Dieudonné Aba’a Owono s’impose comme une figure centrale de la justice gabonaise. En effet, le samedi 27 décembre 2025, il a été élu à l’unanimité président de la Cour constitutionnelle. Cette décision consacre la continuité institutionnelle à un moment clé pour la démocratie.

Ainsi, la plus haute juridiction constitutionnelle du pays confirme son choix. Déjà en fonction durant la Transition, le magistrat voit son leadership renforcé. Par conséquent, la stabilité juridique reste assurée.

Un magistrat d’expérience au parcours solide

Né le 8 novembre 1965 à Oyem, dans le Woleu-Ntem, Dieudonné Aba’a Owono est issu de l’école publique gabonaise. D’abord formé à Oyem, puis au lycée Léon Mba, il obtient un baccalauréat série B en 1984.

Ensuite, il poursuit des études de droit à l’Université Omar Bongo. Parallèlement, il intègre l’École nationale de la magistrature du Gabon. En 1989, il en sort diplômé et entre officiellement dans la magistrature.

Une carrière judiciaire progressive et rigoureuse

Sa carrière débute au Tribunal de Libreville. Puis, il occupe successivement des fonctions au siège et au parquet. Notamment, il devient procureur de la République adjoint, puis procureur à Oyem, Libreville et Tchibanga.

Par la suite, il est nommé juge d’instruction. Entre 2003 et 2008, il préside le Tribunal d’Oyem. À ce poste, il se distingue par une gestion méthodique des dossiers sensibles.

En 2005, il est promu magistrat hors hiérarchie. Il rejoint alors le Conseil d’État, où il exerce comme commissaire à la loi, puis président de chambre.

Un acteur clé des contentieux électoraux

Au fil des années, Dieudonné Aba’a Owono devient un spécialiste reconnu des contentieux électoraux. Entre 1996 et 2023, il préside plusieurs commissions électorales départementales et provinciales.

En 2025, à la tête de la Cour constitutionnelle, il supervise les contentieux du référendum, de l’élection présidentielle, ainsi que des législatives et sénatoriales. Ainsi, ses décisions contribuent directement à la stabilité politique du pays.

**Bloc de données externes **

//! Rendering of notebooks into element trees.

pub mod ansi;
pub mod data;
pub mod element;
pub mod escape;
pub mod highlight;
pub mod html;
pub mod markdown;
pub mod math;
pub mod notebook;

pub use element::{Attrs, Body, Element, ElementBuilder, MinimalElement, Node};
pub use highlight::highlight_code;
pub use notebook::{
    coalesce_streams, CodeHighlighter, DataRenderer, NbRenderer, Render, RendererOptions,
    TextConverter,
};

use crate::config::RenderConfig;
use crate::render::markdown::{MarkdownOptions, MarkdownRenderer};
use crate::render::math::MathRenderer;
use std::sync::Arc;

/// Create a fully featured renderer producing [`Element`]s.
///
/// Markdown cells and outputs are converted with `pulldown-cmark` and the
/// math in them typeset with the configured backend. Code in code cells and
/// fenced code blocks is highlighted with `syntect`. ANSI escape sequences
/// are converted to styled spans. SageMath math output in `text/html` is
/// typeset too.
pub fn create_renderer(config: &RenderConfig) -> NbRenderer<Element> {
    create_renderer_with(ElementBuilder::new(config.class_prefix.as_str()), config)
}

/// Like [`create_renderer`], building elements with `el`.
pub fn create_renderer_with<E: MinimalElement + 'static>(
    el: ElementBuilder<E>,
    config: &RenderConfig,
) -> NbRenderer<E> {
    let math: Arc<dyn MathRenderer> = Arc::from(math::create_renderer(config.math_backend));

    let markdown = MarkdownRenderer::new(
        MarkdownOptions {
            header_anchors: config.header_anchors,
            header_prefix: config.header_prefix.clone(),
            header_ids_strip_accents: config.header_ids_strip_accents,
        },
        Arc::clone(&math),
    )
    .with_highlighter(Arc::new(highlight_code));

    let opts = RendererOptions {
        data_renderers: vec![(
            "text/html".to_string(),
            html::create_html_renderer(math),
        )],
        data_types_priority: config.data_types_priority.clone(),
        markdown_renderer: Some(Arc::new(move |text: &str| markdown.render(text))),
        ansi_codes_renderer: Some(Arc::new(ansi::ansi_to_html)),
        code_highlighter: Some(Arc::new(highlight_code)),
        default_language: Some(config.default_language.clone()),
    };

    NbRenderer::new(el, opts)
}

#[cfg(test)]
mod tests {
    use super::*;
    use crate::ast::Notebook;
    use crate::render::math::MathBackend;
    use pretty_assertions::assert_eq;
    use serde_json::json;

    fn notebook(cells: serde_json::Value) -> Notebook {
        serde_json::from_value(json!({
            "metadata": {"language_info": {"name": "python"}},
            "nbformat": 4,
            "nbformat_minor": 5,
            "cells": cells,
        }))
        .unwrap()
    }

    #[test]
    fn test_html_renderer_goes_first() {
        let renderer = create_renderer(&RenderConfig::default());
        assert_eq!(renderer.data_types_priority()[0], "text/html");
        assert_eq!(renderer.data_types_priority().len(), 9);
    }

    #[test]
    fn test_markdown_cell_with_math() {
        let renderer = create_renderer(&RenderConfig {
            header_anchors: false,
            ..Default::default()
        });
        let nb = notebook(json!([
            {"cell_type": "markdown", "metadata": {}, "source": ["# Euler\n", "$e^{i\\pi} = -1$"]},
        ]));

        let el = renderer.render(&nb).unwrap();
        assert_eq!(
            el.child(0).unwrap().inner_html(),
            "<h1 id=\"euler\">Euler</h1>\n<p><span class=\"math inline\">\\(e^{i\\pi} = -1\\)</span></p>\n"
        );
    }

    #[test]
    fn test_mathjax_backend() {
        let renderer = create_renderer(&RenderConfig {
            math_backend: MathBackend::MathJax,
            ..Default::default()
        });
        let html = renderer.render_markdown("$$x$$");
        assert_eq!(html, "<p><script type=\"math/tex; mode=display\">x</script></p>\n");
    }

    #[test]
    fn test_stream_with_ansi_codes() {
        let renderer = create_renderer(&RenderConfig::default());
        let nb = notebook(json!([{
            "cell_type": "code",
            "execution_count": 1,
            "metadata": {},
            "source": "warn()",
            "outputs": [
                {"output_type": "stream", "name": "stderr", "text": ["\u{1b}[31mWarning", "\u{1b}[0m: <x>\n"]},
            ],
        }]));

        let el = renderer.render(&nb).unwrap();
        let output = el.child(0).unwrap().child(1).unwrap();
        assert_eq!(
            output.child(0).unwrap().outer_html(),
            "<pre class=\"nb-stderr\"><span class=\"ansi-red-fg\">Warning</span>: &lt;x&gt;\n</pre>"
        );
    }

    #[test]
    fn test_markdown_output() {
        let renderer = create_renderer(&RenderConfig::default());
        let el = renderer.render_data("text/markdown", "**bold**").unwrap();
        assert_eq!(
            el.outer_html(),
            "<div class=\"nb-html-output\"><p><strong>bold</strong></p>\n</div>"
        );
    }

    #[test]
    fn test_configured_priority() {
        let renderer = create_renderer(&RenderConfig {
            data_types_priority: Some(vec!["text/plain".to_string(), "text/html".to_string()]),
            ..Default::default()
        });
        let bundle = serde_json::from_value(json!({"text/plain": "a", "text/html": "<p>b</p>"}))
            .unwrap();
        assert_eq!(renderer.resolve_data_type(&bundle), Some("text/plain"));
    }

    #[test]
    fn test_heading_ids_strip_accents() {
        let renderer = create_renderer(&RenderConfig {
            header_anchors: false,
            header_ids_strip_accents: true,
            ..Default::default()
        });
        assert_eq!(renderer.render_markdown("## Café"), "<h2 id=\"cafe\">Café</h2>\n");
    }

    #[test]
    fn test_code_cell_is_highlighted() {
        let renderer = create_renderer(&RenderConfig::default());
        let nb = notebook(json!([{
            "cell_type": "code",
            "execution_count": 1,
            "metadata": {},
            "source": "def f(): return 1",
            "outputs": [],
        }]));

        let el = renderer.render(&nb).unwrap();
        let code = el.child(0).unwrap().child(0).unwrap().child(0).unwrap().child(0).unwrap();
        assert_eq!(code.attribute("class"), Some("lang-python"));
        assert!(code.inner_html().contains(">def</span>"));
    }

    #[test]
    fn test_markdown_fence_is_highlighted() {
        let renderer = create_renderer(&RenderConfig::default());
        let html = renderer.render_markdown("```python\ndef f(): pass\n```");
        assert!(html.starts_with(r#"<pre><code class="language-python"><span class="hl-"#));
        assert!(html.ends_with("</code></pre>\n"));
    }

    #[test]
    fn test_unknown_language_is_escaped() {
        assert_eq!(highlight_code("a<b", "brainfuck"), "a&lt;b");
    }
}
//! Conversion of ANSI escape sequences in stream and error output to HTML.
//!
//! SGR sequences (`ESC [ ... m`) become `span` elements: the standard and
//! bright colors and the text attributes map to `ansi-*` classes, 256-color
//! and truecolor values to inline styles. All other escape sequences are
//! dropped.

use crate::render::escape::escape_html;
use nom::{
    branch::alt,
    bytes::complete::{is_not, tag, take_till, take_while},
    character::complete::{anychar, char, satisfy},
    combinator::{opt, value},
    sequence::preceded,
    IResult,
};

const COLOR_NAMES: [&str; 8] = [
    "black", "red", "green", "yellow", "blue", "magenta", "cyan", "white",
];

#[derive(Debug, Clone, Copy, PartialEq, Eq)]
enum Color {
    /// One of the 16 standard colors; 8-15 are the bright ones.
    Named(u8),
    Rgb(u8, u8, u8),
}

#[derive(Debug, Clone, Copy, Default, PartialEq, Eq)]
struct Style {
    bold: bool,
    faint: bool,
    italic: bool,
    underline: bool,
    fg: Option<Color>,
    bg: Option<Color>,
}

#[derive(Debug, Clone, PartialEq, Eq)]
enum Token<'a> {
    Text(&'a str),
    /// Select Graphic Rendition parameters.
    Sgr(Vec<u16>),
    Ignored,
}

/// Convert `text` with ANSI escape sequences to HTML. The text is escaped.
pub fn ansi_to_html(text: &str) -> String {
    let mut out = String::with_capacity(text.len());
    let mut style = Style::default();
    let mut input = text;

    while !input.is_empty() {
        let Ok((rest, token)) = token(input) else {
            break;
        };
        input = rest;

        match token {
            Token::Text(text) => push_styled(&mut out, &style, text),
            Token::Sgr(params) => style.apply(&params),
            Token::Ignored => {}
        }
    }

    out
}

fn token(input: &str) -> IResult<&str, Token<'_>> {
    alt((text, csi, osc, other_escape))(input)
}

fn text(input: &str) -> IResult<&str, Token<'_>> {
    let (input, text) = is_not("\x1b")(input)?;
    Ok((input, Token::Text(text)))
}

/// Control Sequence Introducer: `ESC [`, parameters, intermediates, final byte.
fn csi(input: &str) -> IResult<&str, Token<'_>> {
    let (input, _) = tag("\x1b[")(input)?;
    let (input, params) = take_while(|c: char| ('\x30'..='\x3f').contains(&c))(input)?;
    let (input, _) = take_while(|c: char| ('\x20'..='\x2f').contains(&c))(input)?;
    let (input, final_byte) = satisfy(|c| ('\x40'..='\x7e').contains(&c))(input)?;

    if final_byte == 'm' && params.chars().all(|c| c.is_ascii_digit() || c == ';') {
        Ok((input, Token::Sgr(parse_params(params))))
    } else {
        Ok((input, Token::Ignored))
    }
}

/// Operating System Command, terminated by BEL or ST.
fn osc(input: &str) -> IResult<&str, Token<'_>> {
    let (input, _) = tag("\x1b]")(input)?;
    let (input, _) = take_till(|c: char| c == '\x07' || c == '\x1b')(input)?;
    let (input, _) = opt(alt((tag("\x07"), tag("\x1b\\"))))(input)?;
    Ok((input, Token::Ignored))
}

fn other_escape(input: &str) -> IResult<&str, Token<'_>> {
    value(Token::Ignored, preceded(char('\x1b'), opt(anychar)))(input)
}

fn parse_params(params: &str) -> Vec<u16> {
    params
        .split(';')
        .map(|param| param.parse().unwrap_or(0))
        .collect()
}

impl Style {
    fn apply(&mut self, params: &[u16]) {
        let mut params = params.iter().copied();

        while let Some(code) = params.next() {
            match code {
                0 => *self = Style::default(),
                1 => self.bold = true,
                2 => self.faint = true,
                3 => self.italic = true,
                4 => self.underline = true,
                22 => {
                    self.bold = false;
                    self.faint = false;
                }
                23 => self.italic = false,
                24 => self.underline = false,
                30..=37 => self.fg = Some(Color::Named((code - 30) as u8)),
                38 => {
                    if let Some(color) = extended_color(&mut params) {
                        self.fg = Some(color);
                    }
                }
                39 => self.fg = None,
                40..=47 => self.bg = Some(Color::Named((code - 40) as u8)),
                48 => {
                    if let Some(color) = extended_color(&mut params) {
                        self.bg = Some(color);
                    }
                }
                49 => self.bg = None,
                90..=97 => self.fg = Some(Color::Named((code - 90 + 8) as u8)),
                100..=107 => self.bg = Some(Color::Named((code - 100 + 8) as u8)),
                _ => {}
            }
        }
    }

    fn is_plain(&self) -> bool {
        *self == Style::default()
    }
}

/// Parse the arguments of `38` and `48`: `5;n` or `2;r;g;b`.
fn extended_color(params: &mut impl Iterator<Item = u16>) -> Option<Color> {
    match params.next()? {
        5 => params.next().map(|n| color_256(clamp(n))),
        2 => {
            let r = params.next()?;
            let g = params.next()?;
            let b = params.next()?;
            Some(Color::Rgb(clamp(r), clamp(g), clamp(b)))
        }
        _ => None,
    }
}

fn clamp(n: u16) -> u8 {
    u8::try_from(n).unwrap_or(u8::MAX)
}

/// Color of the xterm 256-color palette.
fn color_256(n: u8) -> Color {
    match n {
        0..=15 => Color::Named(n),
        16..=231 => {
            let n = n - 16;
            let level = |v: u8| if v == 0 { 0 } else { 55 + v * 40 };
            Color::Rgb(level(n / 36), level((n / 6) % 6), level(n % 6))
        }
        _ => {
            let gray = 8 + (n - 232) * 10;
            Color::Rgb(gray, gray, gray)
        }
    }
}

fn color_name(n: u8) -> String {
    let name = COLOR_NAMES[usize::from(n % 8)];
    if n < 8 {
        name.to_string()
    } else {
        format!("bright-{}", name)
    }
}

fn push_styled(out: &mut String, style: &Style, text: &str) {
    if style.is_plain() {
        out.push_str(&escape_html(text));
        return;
    }

    let mut classes = Vec::new();
    let mut styles = Vec::new();

    match style.fg {
        Some(Color::Named(n)) => classes.push(format!("ansi-{}-fg", color_name(n))),
        Some(Color::Rgb(r, g, b)) => styles.push(format!("color: rgb({}, {}, {})", r, g, b)),
        None => {}
    }
    match style.bg {
        Some(Color::Named(n)) => classes.push(format!("ansi-{}-bg", color_name(n))),
        Some(Color::Rgb(r, g, b)) => {
            styles.push(format!("background-color: rgb({}, {}, {})", r, g, b))
        }
        None => {}
    }
    for (enabled, class) in [
        (style.bold, "ansi-bold"),
        (style.faint, "ansi-faint"),
        (style.italic, "ansi-italic"),
        (style.underline, "ansi-underline"),
    ] {
        if enabled {
            classes.push(class.to_string());
        }
    }

    out.push_str("<span");
    if !classes.is_empty() {
        out.push_str(&format!(r#" class="{}""#, classes.join(" ")));
    }
    if !styles.is_empty() {
        out.push_str(&format!(r#" style="{}""#, styles.join("; ")));
    }
    out.push('>');
    out.push_str(&escape_html(text));
    out.push_str("</span>");
}
//! Escaping of characters with special meaning in HTML.

/// Escape `&`, `<` and `>` in text content.
pub fn escape_html(s: &str) -> String {
    let mut out = String::with_capacity(s.len());
    for c in s.chars() {
        match c {
            '&' => out.push_str("&amp;"),
            '<' => out.push_str("&lt;"),
            '>' => out.push_str("&gt;"),
            _ => out.push(c),
        }
    }
    out
}

/// Escape a value for use inside a double-quoted attribute.
pub fn escape_attribute(s: &str) -> String {
    escape_html(s).replace('"', "&quot;")
}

Une expertise renforcée par la formation internationale

Par ailleurs, le président de la Cour constitutionnelle a suivi plusieurs formations de haut niveau. Notamment à l’OMPI à Genève et à l’École nationale de la magistrature française. De plus, il effectue des stages au Tribunal de Pontoise et à la Cour d’appel de Paris.

En parallèle, il transmet son savoir. Il enseigne à l’ENM du Gabon et participe à des formations régionales, notamment à l’ERSUMA de Cotonou.

Un engagement institutionnel et national

Aujourd’hui, Dieudonné Aba’a Owono préside la Commission nationale chargée du suivi de l’arrêt de la Cour internationale de justice. Ce dossier concerne le différend frontalier entre le Gabon et la Guinée équatoriale. Il s’agit donc d’un enjeu stratégique majeur.

En reconnaissance de son parcours, il a été décoré Chevalier puis Officier de l’Ordre national du Mérite gabonais.

Une figure de continuité pour l’État de droit

Enfin, Dieudonné Aba’a Owono incarne une magistrature de continuité. À l’aube de la Vᵉ République, il apparaît comme un garant de la Constitution et de la stabilité institutionnelle.

Ainsi, son élection à la tête de la Cour constitutionnelle confirme la volonté des autorités de renforcer l’État de droit et la crédibilité des institutions gabonaises.